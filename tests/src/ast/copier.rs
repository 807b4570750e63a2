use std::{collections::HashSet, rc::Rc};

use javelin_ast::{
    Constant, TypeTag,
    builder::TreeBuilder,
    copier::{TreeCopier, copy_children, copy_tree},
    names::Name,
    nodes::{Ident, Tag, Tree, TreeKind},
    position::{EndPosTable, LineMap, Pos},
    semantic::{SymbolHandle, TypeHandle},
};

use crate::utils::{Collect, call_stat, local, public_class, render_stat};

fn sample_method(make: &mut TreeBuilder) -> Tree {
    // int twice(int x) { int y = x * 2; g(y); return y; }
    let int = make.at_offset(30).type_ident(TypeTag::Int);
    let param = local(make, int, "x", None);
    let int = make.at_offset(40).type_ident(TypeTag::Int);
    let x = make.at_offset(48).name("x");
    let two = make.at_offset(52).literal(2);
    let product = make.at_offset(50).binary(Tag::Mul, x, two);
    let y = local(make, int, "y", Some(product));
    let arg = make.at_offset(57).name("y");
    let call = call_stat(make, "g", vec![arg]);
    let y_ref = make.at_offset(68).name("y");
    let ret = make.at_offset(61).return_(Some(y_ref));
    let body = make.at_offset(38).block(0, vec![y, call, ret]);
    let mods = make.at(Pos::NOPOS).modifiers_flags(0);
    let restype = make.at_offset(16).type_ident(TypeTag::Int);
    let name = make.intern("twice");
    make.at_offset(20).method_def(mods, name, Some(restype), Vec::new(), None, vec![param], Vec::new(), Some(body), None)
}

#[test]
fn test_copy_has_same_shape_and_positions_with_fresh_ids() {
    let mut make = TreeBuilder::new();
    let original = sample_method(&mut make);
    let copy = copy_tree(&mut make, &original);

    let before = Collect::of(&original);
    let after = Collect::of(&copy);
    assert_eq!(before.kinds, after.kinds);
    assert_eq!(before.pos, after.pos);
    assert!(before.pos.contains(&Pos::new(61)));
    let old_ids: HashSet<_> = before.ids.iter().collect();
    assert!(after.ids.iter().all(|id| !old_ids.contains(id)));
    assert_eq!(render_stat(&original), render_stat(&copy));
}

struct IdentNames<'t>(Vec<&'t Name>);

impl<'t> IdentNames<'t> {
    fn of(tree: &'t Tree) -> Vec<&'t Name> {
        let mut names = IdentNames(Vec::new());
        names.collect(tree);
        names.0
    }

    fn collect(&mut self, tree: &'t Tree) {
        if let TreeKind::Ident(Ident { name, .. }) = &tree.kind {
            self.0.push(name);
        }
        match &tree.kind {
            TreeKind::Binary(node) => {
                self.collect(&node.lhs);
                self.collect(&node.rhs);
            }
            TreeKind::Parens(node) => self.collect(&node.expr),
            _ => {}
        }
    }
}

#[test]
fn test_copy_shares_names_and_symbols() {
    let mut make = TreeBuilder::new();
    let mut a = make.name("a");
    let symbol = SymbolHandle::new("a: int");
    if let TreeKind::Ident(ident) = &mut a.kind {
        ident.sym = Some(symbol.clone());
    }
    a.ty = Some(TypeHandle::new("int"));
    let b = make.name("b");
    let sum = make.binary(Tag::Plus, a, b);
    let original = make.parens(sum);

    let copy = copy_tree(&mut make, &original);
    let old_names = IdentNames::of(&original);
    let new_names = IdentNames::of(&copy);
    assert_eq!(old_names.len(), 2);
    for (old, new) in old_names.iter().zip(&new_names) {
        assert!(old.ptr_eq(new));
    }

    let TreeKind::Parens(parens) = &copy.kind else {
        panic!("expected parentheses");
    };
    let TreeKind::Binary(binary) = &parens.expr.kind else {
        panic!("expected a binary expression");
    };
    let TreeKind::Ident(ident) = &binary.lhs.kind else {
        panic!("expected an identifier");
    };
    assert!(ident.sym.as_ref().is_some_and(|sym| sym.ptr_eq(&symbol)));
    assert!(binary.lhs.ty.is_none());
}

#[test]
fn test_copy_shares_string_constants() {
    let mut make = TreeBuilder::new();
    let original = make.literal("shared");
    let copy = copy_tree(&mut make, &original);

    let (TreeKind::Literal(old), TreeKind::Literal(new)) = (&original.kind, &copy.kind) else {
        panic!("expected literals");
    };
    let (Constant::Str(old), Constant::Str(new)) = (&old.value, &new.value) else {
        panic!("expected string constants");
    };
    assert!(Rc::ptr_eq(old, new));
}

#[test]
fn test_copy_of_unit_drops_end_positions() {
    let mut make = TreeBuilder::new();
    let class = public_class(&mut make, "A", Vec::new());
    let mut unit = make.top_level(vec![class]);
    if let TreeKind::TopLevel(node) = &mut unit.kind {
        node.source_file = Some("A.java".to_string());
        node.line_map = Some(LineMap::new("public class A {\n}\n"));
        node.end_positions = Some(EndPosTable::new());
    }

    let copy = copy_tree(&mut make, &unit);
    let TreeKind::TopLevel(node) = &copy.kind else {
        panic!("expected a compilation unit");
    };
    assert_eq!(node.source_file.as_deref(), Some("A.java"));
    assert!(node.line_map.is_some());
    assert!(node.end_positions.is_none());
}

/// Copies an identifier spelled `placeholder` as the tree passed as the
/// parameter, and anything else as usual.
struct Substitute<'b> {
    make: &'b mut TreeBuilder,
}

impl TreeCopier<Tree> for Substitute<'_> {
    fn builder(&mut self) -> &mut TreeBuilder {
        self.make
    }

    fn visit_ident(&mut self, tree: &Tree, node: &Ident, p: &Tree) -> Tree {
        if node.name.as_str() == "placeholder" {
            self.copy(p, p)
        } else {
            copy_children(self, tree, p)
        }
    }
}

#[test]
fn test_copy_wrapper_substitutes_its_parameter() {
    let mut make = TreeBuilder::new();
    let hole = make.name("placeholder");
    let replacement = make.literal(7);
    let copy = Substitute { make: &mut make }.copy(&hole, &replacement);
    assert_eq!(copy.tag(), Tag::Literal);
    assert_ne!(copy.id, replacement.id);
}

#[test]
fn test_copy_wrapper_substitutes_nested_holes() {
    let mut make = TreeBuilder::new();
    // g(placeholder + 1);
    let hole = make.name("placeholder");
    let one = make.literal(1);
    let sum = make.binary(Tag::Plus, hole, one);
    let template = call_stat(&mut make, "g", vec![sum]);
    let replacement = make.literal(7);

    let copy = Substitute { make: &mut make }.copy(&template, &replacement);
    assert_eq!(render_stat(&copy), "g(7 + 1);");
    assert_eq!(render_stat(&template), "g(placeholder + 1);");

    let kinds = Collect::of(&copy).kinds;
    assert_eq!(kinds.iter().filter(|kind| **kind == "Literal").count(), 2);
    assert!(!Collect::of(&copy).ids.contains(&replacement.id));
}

---

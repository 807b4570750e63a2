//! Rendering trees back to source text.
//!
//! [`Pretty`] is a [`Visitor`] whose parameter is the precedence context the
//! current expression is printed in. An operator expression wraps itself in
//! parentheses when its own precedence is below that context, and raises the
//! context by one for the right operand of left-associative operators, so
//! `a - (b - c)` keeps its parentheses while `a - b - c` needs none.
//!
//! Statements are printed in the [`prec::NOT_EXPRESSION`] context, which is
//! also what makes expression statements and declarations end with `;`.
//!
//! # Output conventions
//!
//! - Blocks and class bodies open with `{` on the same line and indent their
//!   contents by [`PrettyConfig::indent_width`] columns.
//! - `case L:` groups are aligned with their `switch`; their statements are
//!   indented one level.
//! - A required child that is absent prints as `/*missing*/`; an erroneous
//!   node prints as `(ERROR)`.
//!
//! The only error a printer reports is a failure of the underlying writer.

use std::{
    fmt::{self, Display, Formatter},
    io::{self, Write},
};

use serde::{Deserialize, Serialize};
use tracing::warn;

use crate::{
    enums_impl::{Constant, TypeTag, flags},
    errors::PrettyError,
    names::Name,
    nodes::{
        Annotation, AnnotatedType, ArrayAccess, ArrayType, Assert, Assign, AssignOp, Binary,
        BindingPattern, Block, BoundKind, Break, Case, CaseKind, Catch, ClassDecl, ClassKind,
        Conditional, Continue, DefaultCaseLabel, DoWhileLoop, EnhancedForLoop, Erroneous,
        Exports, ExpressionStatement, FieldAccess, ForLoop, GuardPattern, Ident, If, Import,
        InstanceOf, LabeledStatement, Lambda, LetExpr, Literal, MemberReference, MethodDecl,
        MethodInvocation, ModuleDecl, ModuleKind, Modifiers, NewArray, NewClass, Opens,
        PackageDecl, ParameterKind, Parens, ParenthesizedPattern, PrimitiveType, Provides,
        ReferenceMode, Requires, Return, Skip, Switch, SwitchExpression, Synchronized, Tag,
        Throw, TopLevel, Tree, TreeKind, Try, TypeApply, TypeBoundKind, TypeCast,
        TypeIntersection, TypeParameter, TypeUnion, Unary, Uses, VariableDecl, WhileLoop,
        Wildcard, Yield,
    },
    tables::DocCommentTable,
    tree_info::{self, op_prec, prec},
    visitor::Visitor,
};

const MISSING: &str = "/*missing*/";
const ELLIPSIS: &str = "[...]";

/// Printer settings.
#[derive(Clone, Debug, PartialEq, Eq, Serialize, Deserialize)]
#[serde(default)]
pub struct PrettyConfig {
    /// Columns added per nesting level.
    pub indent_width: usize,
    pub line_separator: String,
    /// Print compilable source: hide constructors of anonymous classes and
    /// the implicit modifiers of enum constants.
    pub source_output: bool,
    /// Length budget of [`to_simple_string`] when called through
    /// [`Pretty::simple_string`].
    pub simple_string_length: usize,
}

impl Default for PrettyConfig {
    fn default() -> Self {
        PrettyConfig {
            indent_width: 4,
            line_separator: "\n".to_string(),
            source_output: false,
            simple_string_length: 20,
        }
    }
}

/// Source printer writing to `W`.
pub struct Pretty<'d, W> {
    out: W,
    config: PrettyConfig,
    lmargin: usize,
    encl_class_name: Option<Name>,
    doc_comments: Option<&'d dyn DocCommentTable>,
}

---

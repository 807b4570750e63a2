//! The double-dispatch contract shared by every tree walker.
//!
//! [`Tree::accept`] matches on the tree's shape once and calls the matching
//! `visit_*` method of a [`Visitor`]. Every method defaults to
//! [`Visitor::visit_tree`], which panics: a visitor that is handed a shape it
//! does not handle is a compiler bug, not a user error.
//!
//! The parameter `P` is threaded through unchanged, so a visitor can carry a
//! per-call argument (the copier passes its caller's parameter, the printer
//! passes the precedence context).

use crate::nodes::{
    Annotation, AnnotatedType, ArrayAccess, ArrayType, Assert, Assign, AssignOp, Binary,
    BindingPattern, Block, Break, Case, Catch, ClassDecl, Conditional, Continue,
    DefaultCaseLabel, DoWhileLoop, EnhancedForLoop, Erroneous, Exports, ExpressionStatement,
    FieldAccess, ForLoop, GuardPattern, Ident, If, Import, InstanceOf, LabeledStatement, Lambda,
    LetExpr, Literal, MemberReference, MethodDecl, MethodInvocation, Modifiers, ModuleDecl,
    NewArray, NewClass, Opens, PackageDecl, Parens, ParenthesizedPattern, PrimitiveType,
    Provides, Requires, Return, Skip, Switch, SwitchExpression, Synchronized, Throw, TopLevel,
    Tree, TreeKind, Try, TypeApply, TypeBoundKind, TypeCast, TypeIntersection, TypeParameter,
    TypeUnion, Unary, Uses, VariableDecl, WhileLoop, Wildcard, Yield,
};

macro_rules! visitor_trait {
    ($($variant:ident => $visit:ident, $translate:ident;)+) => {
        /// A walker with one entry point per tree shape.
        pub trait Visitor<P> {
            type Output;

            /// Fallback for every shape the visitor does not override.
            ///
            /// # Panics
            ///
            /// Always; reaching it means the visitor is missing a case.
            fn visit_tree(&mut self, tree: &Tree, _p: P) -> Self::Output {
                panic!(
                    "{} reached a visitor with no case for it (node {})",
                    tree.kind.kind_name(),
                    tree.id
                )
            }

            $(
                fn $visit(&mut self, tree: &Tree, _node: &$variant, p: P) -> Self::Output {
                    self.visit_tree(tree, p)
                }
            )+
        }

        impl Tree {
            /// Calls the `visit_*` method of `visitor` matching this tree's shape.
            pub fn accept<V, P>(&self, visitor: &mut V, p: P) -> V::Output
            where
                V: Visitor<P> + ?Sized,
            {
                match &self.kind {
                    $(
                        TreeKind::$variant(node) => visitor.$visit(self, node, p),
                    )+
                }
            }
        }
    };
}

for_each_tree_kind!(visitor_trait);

• _TRY IT_: From the data above, copy each line with the string "Exports" in it.

• _TASK SOLUTION_:
        Exports, ExpressionStatement, FieldAccess, ForLoop, GuardPattern, Ident, If, Import,
    DefaultCaseLabel, DoWhileLoop, EnhancedForLoop, Erroneous, Exports, ExpressionStatement,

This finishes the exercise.